## WORK ITEM
Work out how many lines in the following entries contain the string "ScratchStore", and write only that number.

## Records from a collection

########

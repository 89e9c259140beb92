//! Copy-on-write overlay store.

use super::{KvPair, KvStore};
use std::cmp::Ordering;
use std::collections::BTreeMap;
use std::iter::Peekable;
use tracing::trace;

/// Buffers writes and deletions over a parent store.
///
/// Reads see pending changes first. [`CacheStore::write`] flushes them into
/// the parent; dropping the overlay discards them.
pub struct CacheStore<'a, S: KvStore + ?Sized> {
    parent: &'a mut S,
    /// `None` marks a deletion.
    pending: BTreeMap<Vec<u8>, Option<Vec<u8>>>,
}

impl<'a, S: KvStore + ?Sized> CacheStore<'a, S> {
    pub fn new(parent: &'a mut S) -> Self {
        Self {
            parent,
            pending: BTreeMap::new(),
        }
    }

    /// Flush buffered changes into the parent store.
    pub fn write(self) {
        trace!(target: "exchange", entries = self.pending.len(), "committing cache store");
        for (key, value) in self.pending {
            match value {
                Some(value) => self.parent.set(key, value),
                None => self.parent.delete(&key),
            }
        }
    }
}

impl<S: KvStore + ?Sized> KvStore for CacheStore<'_, S> {
    fn get(&self, key: &[u8]) -> Option<Vec<u8>> {
        match self.pending.get(key) {
            Some(value) => value.clone(),
            None => self.parent.get(key),
        }
    }

    fn set(&mut self, key: Vec<u8>, value: Vec<u8>) {
        self.pending.insert(key, Some(value));
    }

    fn delete(&mut self, key: &[u8]) {
        self.pending.insert(key.to_vec(), None);
    }

    fn iter_from<'b>(&'b self, start: &[u8]) -> Box<dyn Iterator<Item = KvPair> + 'b> {
        merged(&*self.parent, &self.pending, start)
    }
}

/// Buffers writes over a parent it only borrows shared.
///
/// Used where callers need a mutable store for work whose changes are thrown
/// away, such as queries. There is no way to commit the buffer.
pub struct ScratchStore<'a, S: KvStore + ?Sized> {
    parent: &'a S,
    pending: BTreeMap<Vec<u8>, Option<Vec<u8>>>,
}

impl<'a, S: KvStore + ?Sized> ScratchStore<'a, S> {
    pub fn new(parent: &'a S) -> Self {
        Self {
            parent,
            pending: BTreeMap::new(),
        }
    }
}

impl<S: KvStore + ?Sized> KvStore for ScratchStore<'_, S> {
    fn get(&self, key: &[u8]) -> Option<Vec<u8>> {
        match self.pending.get(key) {
            Some(value) => value.clone(),
            None => self.parent.get(key),
        }
    }

    fn set(&mut self, key: Vec<u8>, value: Vec<u8>) {
        self.pending.insert(key, Some(value));
    }

    fn delete(&mut self, key: &[u8]) {
        self.pending.insert(key.to_vec(), None);
    }

    fn iter_from<'b>(&'b self, start: &[u8]) -> Box<dyn Iterator<Item = KvPair> + 'b> {
        merged(self.parent, &self.pending, start)
    }
}

fn merged<'b, S: KvStore + ?Sized>(
    parent: &'b S,
    pending: &'b BTreeMap<Vec<u8>, Option<Vec<u8>>>,
    start: &[u8],
) -> Box<dyn Iterator<Item = KvPair> + 'b> {
    let pending = pending
        .range(start.to_vec()..)
        .map(|(k, v)| (k.clone(), v.clone()));
    Box::new(MergeIter {
        parent: parent.iter_from(start).peekable(),
        pending: pending.peekable(),
    })
}

/// Merges the parent's entries with pending changes in key order. A pending
/// entry shadows the parent entry with the same key.
struct MergeIter<P, C>
where
    P: Iterator<Item = KvPair>,
    C: Iterator<Item = (Vec<u8>, Option<Vec<u8>>)>,
{
    parent: Peekable<P>,
    pending: Peekable<C>,
}

impl<P, C> Iterator for MergeIter<P, C>
where
    P: Iterator<Item = KvPair>,
    C: Iterator<Item = (Vec<u8>, Option<Vec<u8>>)>,
{
    type Item = KvPair;

    fn next(&mut self) -> Option<KvPair> {
        loop {
            let order = match (self.parent.peek(), self.pending.peek()) {
                (None, None) => return None,
                (Some(_), None) => Ordering::Less,
                (None, Some(_)) => Ordering::Greater,
                (Some((pk, _)), Some((ck, _))) => pk.cmp(ck),
            };
            match order {
                Ordering::Less => return self.parent.next(),
                Ordering::Equal => {
                    self.parent.next();
                }
                Ordering::Greater => {}
            }
            if let Some((key, value)) = self.pending.next() {
                if let Some(value) = value {
                    return Some((key, value));
                }
            }
        }
    }
}
//! Deterministic derivation of module-owned addresses.

use crate::types::Address;
use alloy::primitives::keccak256;

/// Address owned by `module` for the given purpose `key`:
/// the last 20 bytes of `keccak256(module || 0x00 || key)`.
pub fn module_address(module: &str, key: &[u8]) -> Address {
    let mut preimage = Vec::with_capacity(module.len() + 1 + key.len());
    preimage.extend_from_slice(module.as_bytes());
    preimage.push(0);
    preimage.extend_from_slice(key);
    let hash = keccak256(&preimage);
    Address::from_slice(&hash[12..])
}

/// Escrow address of a market, holding the deposits of its resting orders.
pub fn market_escrow_address(module: &str, market_id: u64) -> Address {
    module_address(module, format!("MarketEscrowAddress/{market_id}").as_bytes())
}

/// Collector of market creation fees and the protocol's share of trading fees.
pub fn fee_collector_address(module: &str) -> Address {
    module_address(module, b"FeeCollector")
}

########

## RESULT OF THIS TASK
3